§ **Material to process**
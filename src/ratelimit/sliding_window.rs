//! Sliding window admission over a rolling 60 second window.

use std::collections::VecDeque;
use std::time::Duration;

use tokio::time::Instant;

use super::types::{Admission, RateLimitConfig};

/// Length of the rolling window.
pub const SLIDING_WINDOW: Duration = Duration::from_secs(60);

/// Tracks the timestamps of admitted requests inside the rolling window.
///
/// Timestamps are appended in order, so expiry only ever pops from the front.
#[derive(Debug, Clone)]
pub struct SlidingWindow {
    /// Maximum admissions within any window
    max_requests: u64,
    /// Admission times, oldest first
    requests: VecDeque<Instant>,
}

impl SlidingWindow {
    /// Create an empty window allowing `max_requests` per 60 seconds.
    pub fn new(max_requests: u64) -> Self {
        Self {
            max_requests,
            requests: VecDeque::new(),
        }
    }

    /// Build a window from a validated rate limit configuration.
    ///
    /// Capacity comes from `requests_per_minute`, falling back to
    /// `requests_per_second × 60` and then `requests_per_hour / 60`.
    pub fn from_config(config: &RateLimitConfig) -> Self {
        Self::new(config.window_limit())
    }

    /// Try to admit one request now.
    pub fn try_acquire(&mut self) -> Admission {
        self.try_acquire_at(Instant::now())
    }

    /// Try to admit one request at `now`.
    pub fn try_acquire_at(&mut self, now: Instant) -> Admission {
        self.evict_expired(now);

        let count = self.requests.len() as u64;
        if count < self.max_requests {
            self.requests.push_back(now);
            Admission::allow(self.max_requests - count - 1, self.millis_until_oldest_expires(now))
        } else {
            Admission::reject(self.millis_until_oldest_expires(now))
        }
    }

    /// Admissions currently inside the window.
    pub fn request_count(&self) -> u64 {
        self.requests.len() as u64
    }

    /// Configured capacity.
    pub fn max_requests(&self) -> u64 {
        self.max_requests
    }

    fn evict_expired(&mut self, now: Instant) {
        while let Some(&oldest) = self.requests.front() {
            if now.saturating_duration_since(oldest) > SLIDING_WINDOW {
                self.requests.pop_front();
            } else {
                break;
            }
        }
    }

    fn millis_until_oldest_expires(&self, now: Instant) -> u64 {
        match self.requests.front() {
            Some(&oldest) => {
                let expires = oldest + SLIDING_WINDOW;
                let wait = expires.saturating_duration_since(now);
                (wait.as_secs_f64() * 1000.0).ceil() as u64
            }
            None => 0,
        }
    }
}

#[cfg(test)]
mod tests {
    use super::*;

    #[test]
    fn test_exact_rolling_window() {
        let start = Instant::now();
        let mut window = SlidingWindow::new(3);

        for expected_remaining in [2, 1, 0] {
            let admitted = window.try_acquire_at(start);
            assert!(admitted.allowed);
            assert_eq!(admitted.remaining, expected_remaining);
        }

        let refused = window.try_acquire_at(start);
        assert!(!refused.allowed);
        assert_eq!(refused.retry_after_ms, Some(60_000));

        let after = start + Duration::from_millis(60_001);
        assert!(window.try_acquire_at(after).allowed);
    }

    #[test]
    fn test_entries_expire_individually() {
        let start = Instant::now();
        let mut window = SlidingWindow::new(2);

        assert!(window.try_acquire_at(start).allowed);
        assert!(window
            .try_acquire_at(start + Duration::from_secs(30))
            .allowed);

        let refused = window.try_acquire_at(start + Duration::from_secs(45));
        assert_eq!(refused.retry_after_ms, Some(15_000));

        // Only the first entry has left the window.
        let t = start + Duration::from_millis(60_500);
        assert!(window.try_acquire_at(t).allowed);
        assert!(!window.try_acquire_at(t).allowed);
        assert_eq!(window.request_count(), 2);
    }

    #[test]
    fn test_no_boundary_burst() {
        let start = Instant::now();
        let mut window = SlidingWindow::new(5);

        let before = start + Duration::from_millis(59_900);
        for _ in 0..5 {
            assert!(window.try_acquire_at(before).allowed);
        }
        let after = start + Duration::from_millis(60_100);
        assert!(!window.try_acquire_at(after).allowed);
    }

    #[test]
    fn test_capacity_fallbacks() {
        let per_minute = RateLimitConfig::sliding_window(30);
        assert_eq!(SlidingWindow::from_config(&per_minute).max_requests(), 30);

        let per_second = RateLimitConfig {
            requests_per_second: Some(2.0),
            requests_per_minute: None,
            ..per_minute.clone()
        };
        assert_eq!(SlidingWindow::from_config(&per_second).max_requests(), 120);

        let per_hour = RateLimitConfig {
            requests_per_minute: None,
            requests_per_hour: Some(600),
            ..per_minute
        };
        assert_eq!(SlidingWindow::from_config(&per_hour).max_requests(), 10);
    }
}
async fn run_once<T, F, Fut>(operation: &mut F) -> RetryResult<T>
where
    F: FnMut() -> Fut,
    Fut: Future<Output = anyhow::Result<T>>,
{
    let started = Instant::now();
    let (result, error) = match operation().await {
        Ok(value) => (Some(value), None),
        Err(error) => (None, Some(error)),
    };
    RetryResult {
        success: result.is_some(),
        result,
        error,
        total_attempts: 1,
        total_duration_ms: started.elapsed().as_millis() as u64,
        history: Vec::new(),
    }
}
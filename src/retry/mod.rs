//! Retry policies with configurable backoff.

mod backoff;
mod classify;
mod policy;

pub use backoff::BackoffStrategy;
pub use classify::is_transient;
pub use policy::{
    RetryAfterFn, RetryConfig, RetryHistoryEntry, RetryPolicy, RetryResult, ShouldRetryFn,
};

§ **Brief**
Look through the records above and report how many lines hold the word "first", giving only the number.

§ **Expected output**
2